Like many even-toed hoofed animals such as goats and antelope, male giraffes need to analyse a female giraffe’s pee to figure out if they’re receptive to baby-making.
Unfortunately reaching the ground to sniff at puddles of urine isn’t the easiest thing to do when you’re several meters tall. So males must convince females to urinate first, and catch the waste fluid mid-stream.
Keep that in mind next time you roll your eyes while swiping left.
The secrets of giraffe sex lives, as well as a possible grieving ritual have been described by UC Davis veterinary scientists Lynette Hart and Benjamin Hart in a new observational study.
“They don’t risk going all the way to the ground because of the extreme development of their head and neck,” says Lynette Hart.
So the Harts observed these highly social animals gathering at the Namutoni waterholes, Etosha National Park in Namibia, to see how they compensated for this. Here they witnessed males investigating a female 102 times.
“They have to nudge the female,” explains Hart,” effectively saying, ‘Please urinate now.’ And often she will. He has to elicit her cooperation. If not, he’ll know there’s no future for him with her.”
To do this, the towering male nuzzles or taps the rump of the slightly smaller female. In some cases, he might simply hang about waiting nearby. Some females in heat will wait until a male is close to pee.
Once the male giraffe slurps some urine into his mouth he raises his head, sometimes spitting a stream from his mouth like a practiced wine snob, grimacing to allow the urine to pass through a specialized opening in the mouth’s roof into what’s known as the vomeronasal organ.
By this he assesses the pheromones to determine if the female is receptive to his advances.
Other ungulates’ vomeronasal organs have pronounced connections through their nose as well as mouth, but for giraffes the nasal connection is limited – an example of how their other anatomy has changed along with their extreme height.
The researchers also heard examples of giraffe warning growls. Giraffes were once thought to be silent but have recently been shown to cough, whistle, grunt, and even eerily hum to each other at night.

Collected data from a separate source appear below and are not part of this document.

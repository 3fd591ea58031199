//! Network module
use crate::config::CONFIG;
use crate::error::{BotError, Result};
use reqwest::{Client, ClientBuilder, StatusCode, Url, header::CONTENT_TYPE};
use std::time::Duration;
use tokio::time::sleep;
use tracing::{debug, trace, warn};
/// Connection pool for managing HTTP connections
#[derive(Debug, Clone)]
pub struct ConnectionPool {
    client: Client,
    retries: usize,
    max_backoff: Duration,
}

impl Default for ConnectionPool {
    fn default() -> Self {
        let cfg = &CONFIG.network;
        Self::new(
            Client::new(),
            cfg.retries,
            Duration::from_millis(cfg.max_backoff_ms),
        )
    }
}

impl ConnectionPool {
    /// Create a new connection pool with custom settings
    pub fn new(client: Client, retries: usize, max_backoff: Duration) -> Self {
        Self {
            client,
            retries,
            max_backoff,
        }
    }

    /// Create a connection pool with optimized settings for the Bot API
    pub fn optimized() -> Self {
        let cfg = &CONFIG.network;
        let client = build_optimized_client().unwrap_or_else(|e| {
            warn!(
                "Failed to build optimized client. Use default instead: {}",
                e
            );
            Client::new()
        });
        let retries = cfg.retries;
        let max_backoff = Duration::from_millis(cfg.max_backoff_ms);

        Self {
            client,
            retries,
            max_backoff,
        }
    }

    /// Execute a request with exponential backoff retry strategy
    pub async fn execute_with_retry<F, Fut, T>(&self, operation: F) -> Result<T>
    where
        F: Fn() -> Fut + Send + Sync,
        Fut: std::future::Future<Output = Result<T>> + Send,
        T: Send,
    {
        let mut retries = 0;
        let mut backoff_ms = 100;

        loop {
            match operation().await {
                Ok(result) => return Ok(result),
                Err(e) => {
                    if let BotError::Network(ref req_err) = e {
                        if !should_retry(req_err) || retries >= self.retries {
                            return Err(e);
                        }

                        retries += 1;
                        let jitter = rand::random::<u64>() % 100;
                        let delay = Duration::from_millis(backoff_ms + jitter);

                        warn!(
                            "Request failed, retrying ({}/{}): {} after {:?}",
                            retries, self.retries, req_err, delay
                        );

                        sleep(delay).await;
                        backoff_ms =
                            std::cmp::min(backoff_ms * 2, self.max_backoff.as_millis() as u64);
                    } else {
                        return Err(e);
                    }
                }
            }
        }
    }

    /// Get text response from API with retry capability
    #[tracing::instrument(skip(self, url))]
    pub async fn get_text(&self, url: Url) -> Result<String> {
        debug!("Sending GET request to the API");

        self.execute_with_retry(|| {
            let client = self.client.clone();
            let url = url.clone();

            async move {
                let response = client.get(url.as_str()).send().await?;
                trace!("Response status: {}", response.status());

                validate_response(&response.status())?;

                let text = response.text().await?;
                trace!("Response body length: {} bytes", text.len());
                Ok(text)
            }
        })
        .await
    }

    /// Post JSON body to API with retry capability
    #[tracing::instrument(skip(self, url, body))]
    pub async fn post_json(&self, url: Url, body: String) -> Result<String> {
        debug!("Sending POST request to the API, body {} bytes", body.len());

        self.execute_with_retry(|| {
            let client = self.client.clone();
            let url = url.clone();
            let body = body.clone();

            async move {
                let response = client
                    .post(url.as_str())
                    .header(CONTENT_TYPE, "application/json")
                    .body(body)
                    .send()
                    .await?;
                trace!("Response status: {}", response.status());

                validate_response(&response.status())?;

                let text = response.text().await?;
                trace!("Response body length: {} bytes", text.len());
                Ok(text)
            }
        })
        .await
    }
}

/// Validate HTTP response status
///
/// Telegram reports client errors (4xx) in a JSON body with `ok: false`,
/// those bodies are passed on to be parsed into [`BotError::Api`].
fn validate_response(status: &StatusCode) -> Result<()> {
    if status.is_success() {
        Ok(())
    } else if status.is_client_error() {
        warn!("Client error: {}", status);
        Ok(())
    } else if status.is_server_error() {
        warn!("Server error: {}", status);
        Err(BotError::System(format!("Server error: HTTP {}", status)))
    } else {
        warn!("Unexpected status code: {}", status);
        Err(BotError::System(format!(
            "Unexpected HTTP status code: {}",
            status
        )))
    }
}

/// Determine if the request should be retried based on the error
fn should_retry(err: &reqwest::Error) -> bool {
    err.is_timeout() || err.is_connect() || err.is_request()
}

/// Build a client with optimized settings for the API
fn build_optimized_client() -> Result<Client> {
    let cfg = &CONFIG.network;
    let builder = ClientBuilder::new()
        .timeout(Duration::from_secs(cfg.request_timeout_secs))
        .connect_timeout(Duration::from_secs(cfg.connect_timeout_secs))
        .pool_idle_timeout(Duration::from_secs(cfg.pool_idle_timeout_secs))
        .tcp_nodelay(true)
        .pool_max_idle_per_host(cfg.max_idle_connections)
        .use_rustls_tls();

    builder.build().map_err(BotError::from)
}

As if witnessing the intimate relations of giraffes in lust wasn’t enough, the Harts observed a steady procession of the animals file by to examine one of their own dead, seemingly in mourning.
It’s important not to anthropomorphize the animals, of course. After all, as the Harts speculate, they could have been looking for bones to chew.

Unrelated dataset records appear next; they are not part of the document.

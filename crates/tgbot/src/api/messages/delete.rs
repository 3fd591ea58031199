//! Delete message method `deleteMessage`
//! [More info](https://core.telegram.org/bots/api#deletemessage)
use crate::api::types::*;
bot_api_method! {
    method = "deleteMessage",
    request = RequestDeleteMessage {
        required {
            chat_id: ChatId,
            message_id: i64,
        },
        optional {}
    },
    response = bool,
}
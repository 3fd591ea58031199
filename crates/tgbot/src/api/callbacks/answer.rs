//! Answer callback query method `answerCallbackQuery`
//! [More info](https://core.telegram.org/bots/api#answercallbackquery)
use crate::api::types::*;
bot_api_method! {
    method   = "answerCallbackQuery",
    request  = RequestAnswerCallbackQuery {
        required {
            callback_query_id: String,
        },
        optional {
            text: String,
            show_alert: bool,
            url: String,
            cache_time: u32,
        }
    },
    response = bool,
}
pub mod get_high_scores;
pub mod set_score;

pub use get_high_scores::*;
pub use set_score::*;
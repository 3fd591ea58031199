//! Copy message method `copyMessage`
//! [More info](https://core.telegram.org/bots/api#copymessage)
use crate::api::types::*;
bot_api_method! {
    method = "copyMessage",
    request = RequestCopyMessage {
        required {
            chat_id: ChatId,
            from_chat_id: ChatId,
            message_id: i64,
        },
        optional {
            caption: String,
            parse_mode: ParseMode,
            disable_notification: bool,
            protect_content: bool,
            reply_to_message_id: i64,
            reply_markup: InlineKeyboardMarkup,
        }
    },
    response = MessageId,
}
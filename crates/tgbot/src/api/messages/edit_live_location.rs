//! Edit live location messages method `editMessageLiveLocation`
//! [More info](https://core.telegram.org/bots/api#editmessagelivelocation)
use crate::api::types::*;
bot_api_method! {
    method = "editMessageLiveLocation",
    request = RequestEditMessageLiveLocation {
        required {
            latitude: f64,
            longitude: f64,
        },
        optional {
            chat_id: ChatId,
            message_id: i64,
            inline_message_id: String,
            horizontal_accuracy: f64,
            heading: u16,
            reply_markup: InlineKeyboardMarkup,
        }
    },
    response = EditResult,
}

#[cfg(test)]
mod tests {
    use super::*;
    use serde_json::json;

    #[test]
    fn test_request_edit_live_location_serialize() {
        let req = RequestEditMessageLiveLocation::new((52.5, 13.25))
            .with_inline_message_id("inline".to_string())
            .with_heading(90);
        let val = serde_json::to_value(&req).unwrap();
        assert_eq!(
            val,
            json!({
                "latitude": 52.5,
                "longitude": 13.25,
                "inline_message_id": "inline",
                "heading": 90
            })
        );
    }
}
//! Get high score tables method `getGameHighScores`
//! [More info](https://core.telegram.org/bots/api#getgamehighscores)
use crate::api::types::*;
bot_api_method! {
    method = "getGameHighScores",
    request = RequestGetGameHighScores {
        required {
            user_id: i64,
        },
        optional {
            chat_id: ChatId,
            message_id: i64,
            inline_message_id: String,
        }
    },
    response = Vec<GameHighScore>,
}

They noticed these giant herbivores gnawing on bones almost every day of their observations. While this macabre behavior, called osteophagia, has been seen before, it was thought to be rare. Why occurs it in giraffes at all is unknown but other herbivores use it to increase their calcium intake.
It appears to be a risky thing to do though – several giraffes ended up getting the bones lodged in their mouths and were unable to remove them.
“People love watching giraffes,” notes Benjamin Hart. “I think the more the public understands about them, the more interested they’ll be in their conservation.”
Let’s hope so, as this rare remaining example of megafauna continues to decline in numbers thanks to the usual suspects of habitat loss, poaching and ecological change.
In 2016 a study identified their numbers had plummeted by up to 40 percent in 30 years, which saw giraffes officially listed as vulnerable on IUCN’s threatened species list.
Maybe knowing their appearance isn’t the only strange thing about them will help convince us to keep them around for as long as possible.
This research was published in Animals.